Simple tools are often better

I am continuing my second year organic chemistry class, and although I am now covering NMR spectroscopy, the material of last week stirred some more “infrared memories”. I want to come back to the glory of this kind of spectroscopy and make it even more exciting… What if we want to see a situation where a unique reactivity insight is offered by way of analyzing an IR spectrum? This is different from the example I discussed in my last week’s post, in which the isocyanide functional group was distinguished from its cyanide counterpart through a shift in the wavenumber. This was more about functional group characterization. Now we want to shed light on reactivity preferences.

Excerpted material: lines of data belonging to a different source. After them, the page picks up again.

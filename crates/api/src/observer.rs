use crate::location::Location;

/// Hook invoked by the scanner at well-defined points of a scan.
///
/// Every method has an empty default so implementors only pick the events
/// they care about.
pub trait ScanObserver: Send + Sync {
    /// A namespace root is about to be resolved
    fn on_resolve(&self, _root: &str) {}

    /// A namespace root was resolved and classified
    fn on_classified(&self, _root: &str, _location: &Location) {}

    /// A leaf resource was appended to the result list
    fn on_discovered(&self, _name: &str) {}

    /// A top-level scan finished successfully
    fn on_complete(&self, _root: &str, _total: usize) {}
}

/// Observer that ignores every event
#[derive(Debug, Default, Clone, Copy)]
pub struct NoopObserver;

impl ScanObserver for NoopObserver {}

Above is a classic aziridine paper from Stamm and co-workers. Due to their substantial strain (about 27 kcal/mol), aziridines are different from other amines because aziridine nitrogen is much more pyramidal (which is to say that its barrier to inversion is high). Stamm’s experiments suggest that there is a marked difference between the chemistry of cis- and trans-acyl aziridines shown. You can see that the cis-isomer has a stronger C=O bond (reflected in the higher wavenumber). Interestingly, the cis-aziridine was found to preferentially react with nucleophiles (there were several nucleophiles and these details are beyond the scope of this post) at the carbonyl carbon, whereas the trans-aziridine preferentially reacted just like an epoxide. What might be the reason for this peculiar dichotomy? The IR spectra provide valuable clues. Apparently, the equalized steric environments of the top and bottom faces in the trans- case contribute to more efficient conjugation between the nitrogen lone pair and the carbonyl group. The trans-aziridine reacts as strained heterocycles normally do: the three-membered ring pops open. In contrast, in the cis-aziridine case, the acyl substituent prefers to occupy the less hindered face of the molecule. The nitrogen center is substantially more pyramidalized, which is reflected in less extensive conjugation and, hence, lower wavenumber. This explains why the carbonyl carbon is now preferentially attacked by the nucleophile. The Stamm study clearly shows the strong dependence of acyl aziridine reactivity on the nitrogen pyramid. In closing, IR can be really useful and full of insights.